**How to complete this task:**
Within the records below is a range that opens at the line with "pub const NOT_FOUND: i32 = 4;" and closes at the line with "running and reachable.\n\". Return that range word for word, both ends included, and only that range.

(Collected data)
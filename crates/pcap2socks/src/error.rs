//! CLI error types with miette diagnostics.
//!
//! Maps `CoreError` and `ConfigError` into user-facing errors with
//! actionable help text.

use miette::Diagnostic;
use thiserror::Error;

use pcap2socks_api::Command;
use pcap2socks_config::ConfigError;
use pcap2socks_core::CoreError;

/// Process exit codes.
pub mod exit_code {
    pub const GENERAL: i32 = 1;
    pub const USAGE: i32 = 2;
    pub const NOT_FOUND: i32 = 4;
    pub const BACKEND: i32 = 7;
}

#[derive(Debug, Error, Diagnostic)]
#[allow(dead_code, unused_assignments)]
pub enum CliError {
    // ── Backend ──────────────────────────────────────────────────────
    #[error("{command} failed: {message}")]
    #[diagnostic(
        code(pcap2socks::backend),
        help(
            "Check that the pcap2socks backend is running and reachable.\n\
             Point at it with --endpoint or backend.endpoint in the settings file."
        )
    )]
    Backend { command: Command, message: String },

    #[error("Backend answered {command} with a {actual} response")]
    #[diagnostic(
        code(pcap2socks::protocol),
        help("The backend and this CLI disagree on the command protocol; update one of them.")
    )]
    Protocol { command: Command, actual: Command },

    // ── Saved configuration ──────────────────────────────────────────
    #[error("No valid saved {slot} configuration")]
    #[diagnostic(
        code(pcap2socks::no_saved_config),
        help("Save one with: pcap2socks config set-{slot}")
    )]
    NoSavedConfig { slot: &'static str },

    #[error("Saved interface '{interface}' is no longer available")]
    #[diagnostic(
        code(pcap2socks::interface_missing),
        help(
            "The network interfaces changed since the last run.\n\
             Run: pcap2socks interfaces, then pcap2socks config set-interface <NAME>"
        )
    )]
    InterfaceMissing { interface: String },

    #[error("No network interfaces found")]
    #[diagnostic(
        code(pcap2socks::no_interfaces),
        help("The backend found no capture-capable interface on this machine.")
    )]
    NoInterfaces,

    #[error("{path} does not contain a valid proxy configuration")]
    #[diagnostic(
        code(pcap2socks::invalid_proxy_file),
        help("Expected a file written by: pcap2socks config export")
    )]
    InvalidProxyFile { path: String },

    // ── Validation ───────────────────────────────────────────────────
    #[error("Invalid value for {field}: {reason}")]
    #[diagnostic(code(pcap2socks::validation))]
    Validation { field: String, reason: String },

    // ── Settings ─────────────────────────────────────────────────────
    #[error(transparent)]
    #[diagnostic(code(pcap2socks::config))]
    Config(Box<figment::Error>),

    #[error("Failed to write settings: {0}")]
    #[diagnostic(code(pcap2socks::config_write))]
    ConfigWrite(#[from] toml::ser::Error),

    // ── Interactive ──────────────────────────────────────────────────
    #[error("Destructive operation '{action}' requires confirmation")]
    #[diagnostic(
        code(pcap2socks::confirmation_required),
        help("Use --yes (-y) to skip confirmation in non-interactive contexts.")
    )]
    NonInteractiveRequiresYes { action: String },

    // ── IO ───────────────────────────────────────────────────────────
    #[error(transparent)]
    Io(#[from] std::io::Error),

    #[error("Internal error: {0}")]
    Internal(String),
}

impl From<figment::Error> for CliError {
    fn from(err: figment::Error) -> Self {
        Self::Config(Box::new(err))
    }
}

impl CliError {
    /// Map this error to an exit code for process termination.
    pub fn exit_code(&self) -> i32 {
        match self {
            Self::Backend { .. } | Self::Protocol { .. } => exit_code::BACKEND,
            Self::NoSavedConfig { .. } | Self::InterfaceMissing { .. } | Self::NoInterfaces => {
                exit_code::NOT_FOUND
            }
            Self::Validation { .. }
            | Self::InvalidProxyFile { .. }
            | Self::NonInteractiveRequiresYes { .. } => exit_code::USAGE,
            _ => exit_code::GENERAL,
        }
    }
}

// ── Upstream error mapping ───────────────────────────────────────────

impl From<CoreError> for CliError {
    fn from(err: CoreError) -> Self {
        match err {
            CoreError::Backend { command, message } => Self::Backend { command, message },
            CoreError::UnexpectedResponse { command, actual } => Self::Protocol { command, actual },
            CoreError::InvalidConfig { slot } => Self::NoSavedConfig { slot },
            CoreError::Busy => Self::Internal("another operation is in progress".into()),
            CoreError::Internal(message) => Self::Internal(message),
        }
    }
}

impl From<ConfigError> for CliError {
    fn from(err: ConfigError) -> Self {
        match err {
            ConfigError::Validation { field, reason } => Self::Validation { field, reason },
            ConfigError::InvalidProxy { path } => Self::InvalidProxyFile {
                path: path.display().to_string(),
            },
            ConfigError::Serialization(e) => Self::ConfigWrite(e),
            ConfigError::Figment(e) => Self::Config(e),
            ConfigError::Io(e) => Self::Io(e),
        }
    }
}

**Result of the exercise:**
    pub const NOT_FOUND: i32 = 4;
    pub const BACKEND: i32 = 7;
}

#[derive(Debug, Error, Diagnostic)]
#[allow(dead_code, unused_assignments)]
pub enum CliError {
    // ── Backend ──────────────────────────────────────────────────────
    #[error("{command} failed: {message}")]
    #[diagnostic(
        code(pcap2socks::backend),
        help(
            "Check that the pcap2socks backend is running and reachable.\n\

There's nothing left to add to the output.